月: 2022年2月

外国人への融資と永住権

外国人ならびに外国人が代表者である法人に対する融資についてお話します。現在、私は国籍が中国人の会社の顧問をしています。入管関係の申請や、補助金、事業計画策定、資金調達などいろいろな会社や従業員のニーズに応えています。その中で日本の金融機関からの融資について、銀行やノンバンクなどに依頼するのですが、大抵の金融機関は、永住権がないと融資に対応してくれません。中には、永住権はなくとも、日本での生活が長く続いている場合は、状況を見て融資に応じてくれる銀行もあります。

 ただ、日本政策金融公庫や保証協会は、本人もしくは代表に永住権がなくとも、対応して頂けています。銀行は、プロパーでは永住権が必要ですが、保証協会の保証が付けば、永住権なくとも融資が可能です。そこで、日本で事業を行っている外国人は、概ね日本での営業をずっと続けていくつもりですので、時期がくれば永住権申請を行う方が多いのが事実です。中には永住権ではなく、帰化申請をされる人もいます。そうなれば国籍も日本となります。

 さて、その永住権ですが、外国人がどの様な条件を揃えれば取得することができるのでしょうか?それについて以下お話します。

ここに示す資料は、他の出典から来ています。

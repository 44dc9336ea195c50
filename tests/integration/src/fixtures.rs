//! Test fixtures and data generators
//!
//! Provides reusable chat events for integration tests.

use std::collections::HashMap;
use std::sync::atomic::{AtomicU64, Ordering};

use linkguard_core::events::{ChannelNotice, ChatMessage, InboundEvent};

/// The harness bot's login and own channel
pub const BOT: &str = "guardbot";

/// Counter for unique message ids
static COUNTER: AtomicU64 = AtomicU64::new(1);

/// Get a unique message id
pub fn unique_id() -> String {
    format!("msg-{}", COUNTER.fetch_add(1, Ordering::SeqCst))
}

/// A public message with badges, display name and a fresh id
pub fn chat(channel: &str, sender: &str, badges: &str, text: &str) -> ChatMessage {
    let tags: HashMap<String, String> = [
        ("badges", badges.to_string()),
        ("display-name", sender.to_string()),
        ("id", unique_id()),
    ]
    .into_iter()
    .map(|(k, v)| (k.to_string(), v))
    .collect();

    ChatMessage {
        channel: format!("#{channel}"),
        sender: sender.to_lowercase(),
        text: text.to_string(),
        tags,
    }
}

pub fn moderator(channel: &str, text: &str) -> ChatMessage {
    chat(channel, "ModUser", "moderator/1", text)
}

pub fn vip(channel: &str, text: &str) -> ChatMessage {
    chat(channel, "VipUser", "vip/1,subscriber/6", text)
}

pub fn viewer(channel: &str, text: &str) -> ChatMessage {
    chat(channel, "Viewer", "", text)
}

/// A message in the bot's own channel
pub fn own_channel(sender: &str, text: &str) -> ChatMessage {
    chat(BOT, sender, "", text)
}

pub fn notice(channel: &str, notice_id: &str) -> InboundEvent {
    InboundEvent::Notice(ChannelNotice {
        channel: format!("#{channel}"),
        notice_id: notice_id.to_string(),
        text: String::new(),
    })
}

/// Message id of a fixture message
pub fn id_of(message: &ChatMessage) -> &str {
    message.message_id().unwrap_or_default()
}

 まず、永住権を取得すると他の在留資格とどこが違うのでしょうか?それは次の通りです。

①在留資格更新の手続きが不要になります。他の在留資格には1年、3年5年などの期限がありますが、永住権は無期限の在留資格のため、更新せずに日本に住むことができます。

②在留活動に制限がありません。他の就労在留資格には、その資格毎にできる仕事に制限があります。その資格以外の仕事をする折には、資格外活動ということになり制限がかかることになります。しかし、永住権を取得すると、一般の就労資格にはない職業(単純労働・肉体労働・水商売など)でも、他の法律に反しない限りは就労することが可能です。

③失業や離婚をしても在留資格を失うことはありません。一般の就労資格や身分系の日本人の配偶者と違って、失業や離婚により在留資格が失われることがありません。

次に、永住権取得の要件についてお話します。永住権についての許可・不許可については、法務大臣の自由裁量で決められることとされています。要件の明確な基準というものはありません。しかし、外国人の活動状況・在留状況・在留の必要性等を総合的にかつ公平に考慮して判断されるというもので、法務省から次のような永住権におけるガイドラインが公表されています。

①素行が善良であること

これは、法律を遵守して、日常生活において住民として社会から非難されることのない生活を営んでいることです。

②独立の生計を営むに足りる資産または技能を有すること

これは、日常生活において公共の負担になっておらず、かつ、その者の職業またはその者が有する資産等から将来において安定した生活が見込まれることです。

③その者の永住が日本国の利益に合すると認められること

これは、次のア・イ・ウ・エのことです。

ア.原則として、引き続き10年以上日本に在留し、このうち就労資格または居住資格を持って5年以上在留していること(特例有)

イ.罰金刑や懲役刑を受けていないことや、納税義務等公的義務を履行していること

ウ.現在有している在留資格が最長の在留期間を持っていること(法律上は5年が最長の在留期間ですが、現時点では期間3年で許可されている場合、最長の在留期間として取扱われています)

エ.公衆衛生上の観点から有害をなるおそれがないこと

これは、具体的には、麻薬・大麻・覚せい剤等の慢性中毒患者等や感染症患者として公衆衛生上有害となるおそれがあるものとして取扱われるものでないということです。

このような要件を全て満たし、永住申請をする際に「身元保証人」を用意して申請ということになります。

そして、必要書類を揃えて出入国在留管理局に申請書を提出してからおよそ6ヶ月から10か月くらいの審査期間を経て永住権を取得することができるのです。

永住権を取得してやっと金融機関からプロパーの融資を受ける権利も取得するのですが、当然日本の会社と同様に事業内容や決算内容の審査があり、その審査をパスすることができて融資を受けるということになります。外国人が日本で融資を受けるのはこれほど大変なことなのです。